2) Determine the number of women who present outside an obstetric unit with a Level 3 NICU.
3) Determine the number of in utero transfers of women presenting between 22+0 -23+6 weeks’ gestation
4) Determine the number of women who deliver between 22+0 -23+6 weeks’ gestation in a unit without a Level 3 NICU.
Outcomes include:
Gestation at presentation in completed weeks and days (including estimated date of delivery)
Presence of a co-located NICU (level 3) unit at presenting site
Measurement of biomarker predicting risk of preterm birth (fetal fibronectin or phosphorylated IGFBP-1 protein (actim ® partus)
Need for transfer to unit with co-located NICU (level 3)
Length of antenatal hospital stay, both in presenting unit and receiving unit
Delivery in receiving unit during the hospital episode transfer occurred in
Gestation at delivery (in completed weeks and days)
Survival to admission to NICU
Pregnancy outcome; miscarriage, live birth, stillbirth

Data is being collected via eCRF’s on a secure REDCAP database

This project commenced 17th May 2021 and enrolment will continue until 31st March 2022.

Results

As of 7th October:
We have 82 sites registered across the UK with 62 having full project approval.
95 patients have been enrolled to the project.
We have outcome data for 39 women, with 11 requiring transfer to an obstetric unit with a co-located level 3 NICU unit.

Conclusion

Through this project, we have established the largest Women’s Health, UK wide audit network to date. We aim to complete the current project by end May 2022, which will provide essential data to guide best practice and service provision for the care of this vunerable group of pregnancies.
Whilst we have established a large network with excellent UK wide geographical coverage, we are still encouraging sites to join our network. We will present project data upto the end of October 2021 at this important meeting.
Beyond this work, we hope to be able to utilise this network for future audit and research projects.

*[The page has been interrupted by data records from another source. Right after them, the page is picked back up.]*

impl<'a> Lexer<'a> {
    fn new(source: &'a str) -> Self {
        Self {
            source,
            pos: 0,
            tokens: Vec::new(),
            newline_before: false,
        }
    }

    fn run(mut self) -> Result<Vec<SpannedToken>, ParseError> {
        loop {
            self.skip_whitespace_and_comments()?;
            let start = self.pos;
            let Some(ch) = self.peek() else {
                break;
            };
            match ch {
                '(' => self.single(Token::LParen),
                ')' => self.single(Token::RParen),
                '{' => self.single(Token::LBrace),
                '}' => self.single(Token::RBrace),
                '[' => self.single(Token::LBracket),
                ']' => self.single(Token::RBracket),
                ',' => self.single(Token::Comma),
                ';' => self.single(Token::Semi),
                '?' => self.single(Token::Question),
                ':' => self.single(Token::Colon),
                '.' if self.peek_at(1).is_some_and(|c| c.is_ascii_digit()) => {
                    self.lex_number(start)?
                }
                '.' => self.single(Token::Dot),
                '+' => self.operator(&[("+=", Token::PlusEq)], Token::Plus),
                '-' => self.operator(&[("-=", Token::MinusEq)], Token::Minus),
                '*' => self.operator(
                    &[("**", Token::StarStar), ("*=", Token::StarEq)],
                    Token::Star,
                ),
                '/' => self.operator(&[("/=", Token::SlashEq)], Token::Slash),
                '%' => self.operator(&[("%=", Token::PercentEq)], Token::Percent),
                '=' => self.operator(
                    &[
                        ("===", Token::EqEqEq),
                        ("==", Token::EqEq),
                        ("=>", Token::FatArrow),
                    ],
                    Token::Eq,
                ),
                '!' => self.operator(&[("!==", Token::NeEq), ("!=", Token::Ne)], Token::Bang),
                '<' => self.operator(&[("<=", Token::Le)], Token::Lt),
                '>' => self.operator(&[(">=", Token::Ge)], Token::Gt),
                '&' if self.source[self.pos..].starts_with("&&") => {
                    self.pos += 2;
                    self.push(Token::AndAnd, start);
                }
                '|' if self.source[self.pos..].starts_with("||") => {
                    self.pos += 2;
                    self.push(Token::OrOr, start);
                }
                '"' | '\'' => {
                    self.pos += 1;
                    let s = self.lex_string(ch, start)?;
                    self.push(Token::Str(s), start);
                }
                '`' => {
                    self.pos += 1;
                    let chunks = self.lex_template(start)?;
                    self.push(Token::Template(chunks), start);
                }
                c if c.is_ascii_digit() => self.lex_number(start)?,
                c if is_ident_start(c) => self.lex_ident(start),
                '@' if self.peek_at(1).is_some_and(is_ident_start) => {
                    self.bump();
                    self.lex_ident(start);
                }
                other => {
                    return Err(ParseError::new(
                        format!("unexpected character '{other}'"),
                        Span::new(start, start + other.len_utf8()),
                    ));
                }
            }
        }
        let end = self.source.len();
        self.tokens.push(SpannedToken {
            token: Token::Eof,
            span: Span::new(end, end),
            newline_before: self.newline_before,
        });
        Ok(self.tokens)
    }

    fn peek(&self) -> Option<char> {
        self.source[self.pos..].chars().next()
    }

    fn peek_at(&self, n: usize) -> Option<char> {
        self.source[self.pos..].chars().nth(n)
    }

    fn bump(&mut self) -> Option<char> {
        let ch = self.peek()?;
        self.pos += ch.len_utf8();
        Some(ch)
    }

    fn push(&mut self, token: Token, start: usize) {
        self.tokens.push(SpannedToken {
            token,
            span: Span::new(start, self.pos),
            newline_before: std::mem::take(&mut self.newline_before),
        });
    }

    fn single(&mut self, token: Token) {
        let start = self.pos;
        self.pos += 1;
        self.push(token, start);
    }

    /// Longest-match operator lexing; `longer` is tried in order.
    fn operator(&mut self, longer: &[(&str, Token)], fallback: Token) {
        let start = self.pos;
        for (text, token) in longer {
            if self.source[self.pos..].starts_with(text) {
                self.pos += text.len();
                self.push(token.clone(), start);
                return;
            }
        }
        self.pos += 1;
        self.push(fallback, start);
    }

    fn skip_whitespace_and_comments(&mut self) -> Result<(), ParseError> {
        loop {
            let rest = &self.source[self.pos..];
            match self.peek() {
                Some('\n') => {
                    self.newline_before = true;
                    self.pos += 1;
                }
                Some(c) if c.is_whitespace() => self.pos += c.len_utf8(),
                _ if rest.starts_with("//") => {
                    let len = rest.find('\n').unwrap_or(rest.len());
                    self.pos += len;
                }
                _ if rest.starts_with("/*") => {
                    let Some(len) = rest[2..].find("*/") else {
                        return Err(ParseError::new(
                            "unterminated comment",
                            Span::new(self.pos, self.source.len()),
                        ));
                    };
                    if rest[..len + 2].contains('\n') {
                        self.newline_before = true;
                    }
                    self.pos += len + 4;
                }
                _ => return Ok(()),
            }
        }
    }

    fn lex_ident(&mut self, start: usize) {
        while self.peek().is_some_and(is_ident_continue) {
            self.bump();
        }
        let word = &self.source[start..self.pos];
        let token = match word {
            "var" => Token::Var,
            "let" => Token::Let,
            "const" => Token::Const,
            "function" => Token::Function,
            "return" => Token::Return,
            "if" => Token::If,
            "else" => Token::Else,
            "while" => Token::While,
            "break" => Token::Break,
            "continue" => Token::Continue,
            "throw" => Token::Throw,
            "true" => Token::True,
            "false" => Token::False,
            "null" => Token::Null,
            "undefined" => Token::Undefined,
            "typeof" => Token::TypeOf,
            w if RESERVED.contains(&w) => Token::Reserved(w.to_string()),
            w => Token::Ident(w.to_string()),
        };
        self.push(token, start);
    }

    fn lex_number(&mut self, start: usize) -> Result<(), ParseError> {
        let rest = &self.source[self.pos..];
        let prefixed = [("0x", Radix::Hex, 16), ("0X", Radix::Hex, 16), ("0b", Radix::Binary, 2), ("0B", Radix::Binary, 2), ("0o", Radix::Octal, 8), ("0O", Radix::Octal, 8)];
        for (prefix, radix, base) in prefixed {
            if rest.starts_with(prefix) {
                self.pos += 2;
                let digits_start = self.pos;
                while self.peek().is_some_and(|c| c.is_ascii_alphanumeric()) {
                    self.bump();
                }
                let digits = &self.source[digits_start..self.pos];
                let value = u64::from_str_radix(digits, base).map_err(|_| {
                    ParseError::new(
                        format!("invalid numeric literal '{}'", &self.source[start..self.pos]),
                        Span::new(start, self.pos),
                    )
                })?;
                self.push(Token::Number(value as f64, radix), start);
                return Ok(());
            }
        }

        while self.peek().is_some_and(|c| c.is_ascii_digit()) {
            self.bump();
        }
        if self.peek() == Some('.') && self.peek_at(1).is_none_or(|c| c.is_ascii_digit() || !is_ident_start(c)) {
            self.bump();
            while self.peek().is_some_and(|c| c.is_ascii_digit()) {
                self.bump();
            }
        }
        if matches!(self.peek(), Some('e' | 'E')) {
            let signed = matches!(self.peek_at(1), Some('+' | '-'));
            let digit_at = if signed { 2 } else { 1 };
            if self.peek_at(digit_at).is_some_and(|c| c.is_ascii_digit()) {
                self.pos += digit_at;
                while self.peek().is_some_and(|c| c.is_ascii_digit()) {
                    self.bump();
                }
            }
        }
        if self.peek().is_some_and(is_ident_start) {
            return Err(ParseError::new(
                "identifier starts immediately after numeric literal",
                Span::new(start, self.pos + 1),
            ));
        }
        let text = &self.source[start..self.pos];
        let value: f64 = text.parse().map_err(|_| {
            ParseError::new(format!("invalid numeric literal '{text}'"), Span::new(start, self.pos))
        })?;
        self.push(Token::Number(value, Radix::Decimal), start);
        Ok(())
    }

    /// Reads an escape sequence after the backslash.
    fn lex_escape(&mut self, start: usize) -> Result<char, ParseError> {
        let Some(ch) = self.bump() else {
            return Err(ParseError::new(
                "unterminated string literal",
                Span::new(start, self.pos),
            ));
        };
        Ok(match ch {
            'n' => '\n',
            't' => '\t',
            'r' => '\r',
            'b' => '\u{8}',
            'f' => '\u{c}',
            'v' => '\u{b}',
            '0' => '\0',
            'x' => self.hex_escape(2, "invalid hexadecimal escape sequence")?,
            'u' => self.hex_escape(4, "invalid unicode escape sequence")?,
            other => other,
        })
    }

    /// Reads exactly `digits` hex digits as a code point.
    fn hex_escape(&mut self, digits: usize, message: &str) -> Result<char, ParseError> {
        let hex_start = self.pos;
        for _ in 0..digits {
            if !self.peek().is_some_and(|c| c.is_ascii_hexdigit()) {
                return Err(ParseError::new(message, Span::new(hex_start, self.pos)));
            }
            self.bump();
        }
        u32::from_str_radix(&self.source[hex_start..self.pos], 16)
            .ok()
            .and_then(char::from_u32)
            .ok_or_else(|| ParseError::new(message, Span::new(hex_start, self.pos)))
    }

    fn lex_string(&mut self, quote: char, start: usize) -> Result<String, ParseError> {
        let mut out = String::new();
        loop {
            match self.bump() {
                Some(c) if c == quote => return Ok(out),
                Some('\\') => out.push(self.lex_escape(start)?),
                Some('\n') | None => {
                    return Err(ParseError::new(
                        "unterminated string literal",
                        Span::new(start, self.pos),
                    ));
                }
                Some(c) => out.push(c),
            }
        }
    }

    fn lex_template(&mut self, start: usize) -> Result<Vec<TemplateChunk>, ParseError> {
        let mut chunks = Vec::new();
        let mut text = String::new();
        loop {
            match self.bump() {
                Some('`') => break,
                Some('\\') => text.push(self.lex_escape(start)?),
                Some('$') if self.peek() == Some('{') => {
                    self.bump();
                    if !text.is_empty() {
                        chunks.push(TemplateChunk::Str(std::mem::take(&mut text)));
                    }
                    let offset = self.pos;
                    let source = self.template_expr(start)?;
                    chunks.push(TemplateChunk::Expr { source, offset });
                }
                Some(c) => text.push(c),
                None => {
                    return Err(ParseError::new(
                        "unterminated template literal",
                        Span::new(start, self.pos),
                    ));
                }
            }
        }
        if !text.is_empty() || chunks.is_empty() {
            chunks.push(TemplateChunk::Str(text));
        }
        Ok(chunks)
    }

    /// Collects the source of a `${...}` substitution up to its closing brace.
    fn template_expr(&mut self, start: usize) -> Result<String, ParseError> {
        let expr_start = self.pos;
        let mut depth = 0usize;
        let mut quote: Option<char> = None;
        while let Some(c) = self.bump() {
            match (quote, c) {
                (Some(_), '\\') => {
                    self.bump();
                }
                (Some(q), c) if c == q => quote = None,
                (Some(_), _) => {}
                (None, '"' | '\'') => quote = Some(c),
                (None, '{') => depth += 1,
                (None, '}') if depth == 0 => {
                    return Ok(self.source[expr_start..self.pos - 1].to_string());
                }
                (None, '}') => depth -= 1,
                (None, _) => {}
            }
        }
        Err(ParseError::new(
            "unterminated template substitution",
            Span::new(start, self.pos),
        ))
    }
}
//! The meta-command registry.
//!
//! Commands are recognised by anchored patterns tried in table order. The
//! catch-all `exec` entry is last, so every line matches exactly one command.

use regex::Regex;
use std::sync::LazyLock;

/// What a recognised line asks the interpreter to do.
#[derive(Debug, Clone, Copy, PartialEq, Eq)]
pub enum CommandKind {
    Help,
    ListOptions,
    SetOptions,
    Paste,
    Transpile,
    TranspileFile,
    TranspilePaste,
    Exec,
}

/// One entry of the command table.
#[derive(Debug)]
pub struct CommandDescriptor {
    pub name: &'static str,
    pub kind: CommandKind,
    /// Usage line shown by `:help`; `None` for the catch-all.
    pub synopsis: Option<&'static str>,
    pub description: Option<&'static str>,
    pattern: &'static LazyLock<Regex>,
}

impl CommandDescriptor {
    pub fn pattern(&self) -> &Regex {
        self.pattern
    }
}

macro_rules! pattern {
    ($name:ident, $re:literal) => {
        static $name: LazyLock<Regex> =
            LazyLock::new(|| Regex::new($re).expect("command pattern is valid"));
    };
}

pattern!(HELP, r"^:help\s*$");
pattern!(LSOPTS, r"^:opts\s*$");
pattern!(SETOPTS, r"^:opts\s+");
pattern!(PASTE, r"^:paste\s*$");
pattern!(TRANSPILE, r"^:t\s+");
pattern!(TFILE, r"^:tfile\s+");
pattern!(TPASTE, r"^:tpaste\s*$");
pattern!(EXEC, r"^");

/// All commands in recognition order.
pub static COMMANDS: [CommandDescriptor; 8] = [
    CommandDescriptor {
        name: "help",
        kind: CommandKind::Help,
        synopsis: Some(":help"),
        description: Some("Show this help"),
        pattern: &HELP,
    },
    CommandDescriptor {
        name: "lsopts",
        kind: CommandKind::ListOptions,
        synopsis: Some(":opts"),
        description: Some("Show current compiler options"),
        pattern: &LSOPTS,
    },
    CommandDescriptor {
        name: "setopts",
        kind: CommandKind::SetOptions,
        synopsis: Some(":opts [+|-]<opt>[=<value>]..."),
        description: Some("Set compiler options, e.g. `:opts +generators -classes modules=amd`"),
        pattern: &SETOPTS,
    },
    CommandDescriptor {
        name: "paste",
        kind: CommandKind::Paste,
        synopsis: Some(":paste"),
        description: Some("Compile and run the clipboard contents"),
        pattern: &PASTE,
    },
    CommandDescriptor {
        name: "transpile",
        kind: CommandKind::Transpile,
        synopsis: Some(":t <code>"),
        description: Some("Show the compiled output of <code> without running it"),
        pattern: &TRANSPILE,
    },
    CommandDescriptor {
        name: "tfile",
        kind: CommandKind::TranspileFile,
        synopsis: Some(":tfile <path>"),
        description: Some("Show the compiled output of the file at <path>"),
        pattern: &TFILE,
    },
    CommandDescriptor {
        name: "tpaste",
        kind: CommandKind::TranspilePaste,
        synopsis: Some(":tpaste"),
        description: Some("Show the compiled output of the clipboard contents"),
        pattern: &TPASTE,
    },
    CommandDescriptor {
        name: "exec",
        kind: CommandKind::Exec,
        synopsis: None,
        description: None,
        pattern: &EXEC,
    },
];

/// Finds the command for `line` and the argument text after its prefix.
pub fn classify(line: &str) -> (&'static CommandDescriptor, &str) {
    let line = line.trim_end_matches(['\r', '\n']);
    for descriptor in &COMMANDS {
        if let Some(found) = descriptor.pattern.find(line) {
            return (descriptor, &line[found.end()..]);
        }
    }
    // The catch-all matches every input.
    (&COMMANDS[COMMANDS.len() - 1], line)
}

/// Usage text printed by `:help`.
pub fn help_text() -> String {
    let mut text = format!(
        "{} v{}\nAvailable commands:\n",
        env!("CARGO_PKG_NAME"),
        env!("CARGO_PKG_VERSION")
    );
    for descriptor in &COMMANDS {
        if let (Some(synopsis), Some(description)) = (descriptor.synopsis, descriptor.description) {
            text.push_str(&format!("  {synopsis}\n        {description}\n"));
        }
    }
    text
}

#[cfg(test)]
mod tests {
    use super::*;

    fn kind(line: &str) -> CommandKind {
        classify(line).0.kind
    }

    #[test]
    fn catch_all_is_last_and_only_one_without_synopsis() {
        let last = COMMANDS.last().unwrap();
        assert_eq!(last.kind, CommandKind::Exec);
        assert!(last.synopsis.is_none());
        assert!(COMMANDS[..COMMANDS.len() - 1].iter().all(|d| d.synopsis.is_some()));
    }

    #[test]
    fn names_are_unique() {
        for (i, a) in COMMANDS.iter().enumerate() {
            for b in &COMMANDS[i + 1..] {
                assert_ne!(a.name, b.name);
            }
        }
    }

    #[test]
    fn meta_commands_are_recognised() {
        assert_eq!(kind(":help"), CommandKind::Help);
        assert_eq!(kind(":help  "), CommandKind::Help);
        assert_eq!(kind(":opts"), CommandKind::ListOptions);
        assert_eq!(kind(":opts +generators"), CommandKind::SetOptions);
        assert_eq!(kind(":paste"), CommandKind::Paste);
        assert_eq!(kind(":t 1 + 1"), CommandKind::Transpile);
        assert_eq!(kind(":tfile a.js"), CommandKind::TranspileFile);
        assert_eq!(kind(":tpaste"), CommandKind::TranspilePaste);
    }

    #[test]
    fn everything_else_executes() {
        assert_eq!(kind("1 + 1"), CommandKind::Exec);
        assert_eq!(kind(""), CommandKind::Exec);
        assert_eq!(kind(":helpme"), CommandKind::Exec);
        assert_eq!(kind(":t"), CommandKind::Exec);
        assert_eq!(kind(":optsx"), CommandKind::Exec);
    }

    #[test]
    fn trailing_newline_is_ignored() {
        assert_eq!(kind(":opts\r\n"), CommandKind::ListOptions);
        assert_eq!(classify("1+1\n").1, "1+1");
    }

    #[test]
    fn argument_follows_prefix() {
        assert_eq!(classify(":opts +a -b").1, "+a -b");
        assert_eq!(classify(":t  x => x").1, "x => x");
        assert_eq!(classify(":tfile ./a.js ").1, "./a.js ");
    }

    #[test]
    fn help_lists_every_meta_command() {
        let text = help_text();
        assert!(text.starts_with(concat!(env!("CARGO_PKG_NAME"), " v")));
        assert!(text.contains("\nAvailable commands:\n"));
        assert!(text.contains("  :tpaste\n        Show the compiled output of the clipboard contents\n"));
        assert_eq!(text.matches("\n  :").count(), 7);
    }
}
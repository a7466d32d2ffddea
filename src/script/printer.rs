//! Pretty-printer turning an AST back into source text.
//!
//! Parentheses are emitted only where operator precedence requires them, so
//! re-parsing the output yields the same tree.

use super::ast::*;
use super::value::format_number;

const PREC_ASSIGN: u8 = 1;
const PREC_CONDITIONAL: u8 = 2;
const PREC_UNARY: u8 = 10;
const PREC_POSTFIX: u8 = 11;
const PREC_PRIMARY: u8 = 12;

/// Prints a program, one top-level statement per line.
pub fn print_program(program: &Program) -> String {
    let mut printer = Printer::default();
    for stmt in &program.body {
        printer.statement(stmt);
    }
    printer.finish()
}

/// Prints a single expression.
pub fn print_expr(expr: &Expr) -> String {
    let mut printer = Printer::default();
    printer.expr(expr, PREC_ASSIGN);
    printer.out
}

#[derive(Default)]
struct Printer {
    out: String,
    indent: usize,
}

impl Printer {
    fn finish(mut self) -> String {
        while self.out.ends_with('\n') {
            self.out.pop();
        }
        self.out
    }

    fn line_start(&mut self) {
        for _ in 0..self.indent {
            self.out.push_str("  ");
        }
    }

    fn statement(&mut self, stmt: &Stmt) {
        self.line_start();
        self.statement_body(stmt);
        self.out.push('\n');
    }

    /// Prints a statement without leading indentation or trailing newline.
    fn statement_body(&mut self, stmt: &Stmt) {
        match stmt {
            Stmt::Expr(expr) => {
                if starts_with_function(expr) {
                    self.out.push('(');
                    self.expr(expr, PREC_ASSIGN);
                    self.out.push(')');
                } else {
                    self.expr(expr, PREC_ASSIGN);
                }
                self.out.push(';');
            }
            Stmt::Decl { kind, decls } => {
                self.out.push_str(kind.keyword());
                self.out.push(' ');
                for (i, decl) in decls.iter().enumerate() {
                    if i > 0 {
                        self.out.push_str(", ");
                    }
                    self.out.push_str(&decl.name);
                    if let Some(init) = &decl.init {
                        self.out.push_str(" = ");
                        self.expr(init, PREC_ASSIGN);
                    }
                }
                self.out.push(';');
            }
            Stmt::Function(function) => self.function(function),
            Stmt::Return(value) => {
                self.out.push_str("return");
                if let Some(value) = value {
                    self.out.push(' ');
                    self.expr(value, PREC_ASSIGN);
                }
                self.out.push(';');
            }
            Stmt::If {
                test,
                then,
                otherwise,
            } => {
                self.out.push_str("if (");
                self.expr(test, PREC_ASSIGN);
                self.out.push_str(") ");
                self.braced(then);
                match otherwise.as_deref() {
                    Some(nested @ Stmt::If { .. }) => {
                        self.out.push_str(" else ");
                        self.statement_body(nested);
                    }
                    Some(other) => {
                        self.out.push_str(" else ");
                        self.braced(other);
                    }
                    None => {}
                }
            }
            Stmt::While { test, body } => {
                self.out.push_str("while (");
                self.expr(test, PREC_ASSIGN);
                self.out.push_str(") ");
                self.braced(body);
            }
            Stmt::Block(body) => self.block(body),
            Stmt::Break => self.out.push_str("break;"),
            Stmt::Continue => self.out.push_str("continue;"),
            Stmt::Throw(value) => {
                self.out.push_str("throw ");
                self.expr(value, PREC_ASSIGN);
                self.out.push(';');
            }
            Stmt::Empty => self.out.push(';'),
        }
    }

    /// Prints a statement as a block, wrapping non-block statements in braces.
    fn braced(&mut self, stmt: &Stmt) {
        match stmt {
            Stmt::Block(body) => self.block(body),
            other => self.block(std::slice::from_ref(other)),
        }
    }

    fn block(&mut self, body: &[Stmt]) {
        if body.is_empty() {
            self.out.push_str("{}");
            return;
        }
        self.out.push_str("{\n");
        self.indent += 1;
        for stmt in body {
            self.statement(stmt);
        }
        self.indent -= 1;
        self.line_start();
        self.out.push('}');
    }

    fn params(&mut self, params: &[Param]) {
        self.out.push('(');
        for (i, param) in params.iter().enumerate() {
            if i > 0 {
                self.out.push_str(", ");
            }
            self.out.push_str(&param.name);
            if let Some(default) = &param.default {
                self.out.push_str(" = ");
                self.expr(default, PREC_ASSIGN);
            }
        }
        self.out.push(')');
    }

    fn function(&mut self, function: &Function) {
        self.out.push_str("function ");
        if let Some(name) = &function.name {
            self.out.push_str(name);
        }
        self.params(&function.params);
        self.out.push(' ');
        self.block(&function.body);
    }

    fn expr(&mut self, expr: &Expr, min_prec: u8) {
        let prec = precedence(expr);
        let wrap = prec < min_prec;
        if wrap {
            self.out.push('(');
        }
        self.expr_inner(expr);
        if wrap {
            self.out.push(')');
        }
    }

    fn expr_inner(&mut self, expr: &Expr) {
        match expr {
            Expr::Number(n) => self.out.push_str(&number_literal(*n)),
            Expr::Str(s) => quote_into(&mut self.out, s),
            Expr::Bool(b) => self.out.push_str(if *b { "true" } else { "false" }),
            Expr::Null => self.out.push_str("null"),
            Expr::Undefined => self.out.push_str("undefined"),
            Expr::Ident(name) => self.out.push_str(name),
            Expr::Array(items) => {
                self.out.push('[');
                self.comma_list(items);
                self.out.push(']');
            }
            Expr::Template(parts) => {
                self.out.push('`');
                for part in parts {
                    match part {
                        TemplatePart::Str(s) => {
                            for ch in s.chars() {
                                match ch {
                                    '`' => self.out.push_str("\\`"),
                                    '\\' => self.out.push_str("\\\\"),
                                    '$' => self.out.push_str("\\$"),
                                    c => self.out.push(c),
                                }
                            }
                        }
                        TemplatePart::Expr(e) => {
                            self.out.push_str("${");
                            self.expr(e, PREC_ASSIGN);
                            self.out.push('}');
                        }
                    }
                }
                self.out.push('`');
            }
            Expr::Function(function) => self.function(function),
            Expr::Arrow(arrow) => {
                self.params(&arrow.params);
                self.out.push_str(" => ");
                match &arrow.body {
                    ArrowBody::Expr(e) => self.expr(e, PREC_ASSIGN),
                    ArrowBody::Block(body) => self.block(body),
                }
            }
            Expr::Unary { op, expr } => {
                self.out.push_str(op.symbol());
                let mut operand = Printer {
                    out: String::new(),
                    indent: self.indent,
                };
                operand.expr(expr, PREC_UNARY);
                let clash = matches!(
                    (op, operand.out.chars().next()),
                    (UnaryOp::Neg, Some('-')) | (UnaryOp::Plus, Some('+'))
                );
                if clash {
                    self.out.push(' ');
                }
                self.out.push_str(&operand.out);
            }
            Expr::Binary { op, lhs, rhs } => {
                let prec = op.precedence();
                let (left_min, right_min) = if *op == BinaryOp::Pow {
                    (prec + 1, prec)
                } else {
                    (prec, prec + 1)
                };
                self.expr(lhs, left_min);
                self.out.push(' ');
                self.out.push_str(op.symbol());
                self.out.push(' ');
                self.expr(rhs, right_min);
            }
            Expr::Conditional {
                test,
                then,
                otherwise,
            } => {
                self.expr(test, PREC_CONDITIONAL + 1);
                self.out.push_str(" ? ");
                self.expr(then, PREC_ASSIGN);
                self.out.push_str(" : ");
                self.expr(otherwise, PREC_ASSIGN);
            }
            Expr::Assign { op, target, value } => {
                self.expr(target, PREC_POSTFIX);
                self.out.push(' ');
                self.out.push_str(op.symbol());
                self.out.push(' ');
                self.expr(value, PREC_ASSIGN);
            }
            Expr::Call { callee, args } => {
                self.expr(callee, PREC_POSTFIX);
                self.out.push('(');
                self.comma_list(args);
                self.out.push(')');
            }
            Expr::Index { object, index } => {
                self.expr(object, PREC_POSTFIX);
                self.out.push('[');
                self.expr(index, PREC_ASSIGN);
                self.out.push(']');
            }
            Expr::Member { object, name } => {
                if matches!(**object, Expr::Number(_)) {
                    self.out.push('(');
                    self.expr_inner(object);
                    self.out.push(')');
                } else {
                    self.expr(object, PREC_POSTFIX);
                }
                self.out.push('.');
                self.out.push_str(name);
            }
        }
    }

    fn comma_list(&mut self, items: &[Expr]) {
        for (i, item) in items.iter().enumerate() {
            if i > 0 {
                self.out.push_str(", ");
            }
            self.expr(item, PREC_ASSIGN);
        }
    }
}

fn precedence(expr: &Expr) -> u8 {
    match expr {
        Expr::Assign { .. } | Expr::Arrow(_) => PREC_ASSIGN,
        Expr::Conditional { .. } => PREC_CONDITIONAL,
        Expr::Binary { op, .. } => op.precedence(),
        Expr::Unary { .. } => PREC_UNARY,
        Expr::Call { .. } | Expr::Index { .. } | Expr::Member { .. } => PREC_POSTFIX,
        _ => PREC_PRIMARY,
    }
}

/// A statement beginning with `function` would be read as a declaration.
fn starts_with_function(expr: &Expr) -> bool {
    match expr {
        Expr::Function(_) => true,
        Expr::Binary { lhs, .. } => precedence(lhs) >= PREC_UNARY && starts_with_function(lhs),
        Expr::Call { callee: inner, .. }
        | Expr::Index { object: inner, .. }
        | Expr::Member { object: inner, .. } => starts_with_function(inner),
        Expr::Conditional { test, .. } => {
            precedence(test) > PREC_CONDITIONAL && starts_with_function(test)
        }
        Expr::Assign { target, .. } => starts_with_function(target),
        _ => false,
    }
}

fn number_literal(n: f64) -> String {
    if n.is_infinite() {
        "1e999".to_string()
    } else {
        format_number(n)
    }
}

/// Writes `s` as a double-quoted string literal.
pub fn quote_into(out: &mut String, s: &str) {
    out.push('"');
    for ch in s.chars() {
        match ch {
            '"' => out.push_str("\\\""),
            '\\' => out.push_str("\\\\"),
            '\n' => out.push_str("\\n"),
            '\t' => out.push_str("\\t"),
            '\r' => out.push_str("\\r"),
            '\0' => out.push_str("\\0"),
            c if c.is_control() => out.push_str(&format!("\\u{:04x}", c as u32)),
            c => out.push(c),
        }
    }
    out.push('"');
}
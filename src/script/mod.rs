//! The built-in scripting language.
//!
//! Two dialects share one lexer, parser and AST:
//!
//! * *plain script*: the directly executable language run by [`Engine`];
//! * *extended script*: plain script plus syntax sugar, accepted only by the
//!   compiler and only for the features enabled in [`Syntax`].

pub mod ast;
pub mod context;
pub mod engine;
pub mod lexer;
pub mod parser;
pub mod printer;
pub mod value;

pub use context::Context;
pub use engine::{Engine, Script};
pub use parser::{Syntax, parse};
pub use value::Value;

use ast::Span;

/// A lexing or parsing failure at a byte range of the source.
#[derive(Debug, Clone, PartialEq, Eq)]
pub struct ParseError {
    pub message: String,
    pub span: Span,
}

impl ParseError {
    pub fn new(message: impl Into<String>, span: Span) -> Self {
        Self {
            message: message.into(),
            span,
        }
    }
}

Why it must be so difficult to find the depth of the LLETZ?

PO27

Authors

F A Vecsei

Presenter

F Attila Vecsei M.D.

Abstract

Background

The importance of previous cervical surgery as one of the risk factors of spontaneous preterm labour and delivery is now widely recognised.
In 2019 the “Reducing Preterm Birth Guidance for Commissioners and Providers” document was published by the UK Preterm Clinical Network. This became the foundation of element 5 of the Saving Babies Lives Care Bundle (V2).
One of the intermediate risk factors has been identified as history of significant cervical excisional event i.e. LLETZ where >10mm depth removed, or >1 LLETZ procedure carried out or cone biopsy (knife or laser, typically carried out under general anaesthetic).

All those who run or support preterm birth prevention and surveillance clinics know how difficult it is to risk-assess patients in a timely manner, especially if it is about the type and number of procedures and the depth or volume of the removed tissue.

Method

Not relevant considering the nature of my presentation.

Results

Not relevant considering the nature of my presentation.

Conclusion

In my presentation I will explore the difficulties around identifying this particular patient group and raise awareness of the lack of easily accessible patient records and histology results.
I am proposing to call a new working party to life within the Preterm Clinical Network to tackle this problem by assessing clinical practice throughout the UK, liaising with clinicians and stakeholders and so enable timely assessment of patients at risk.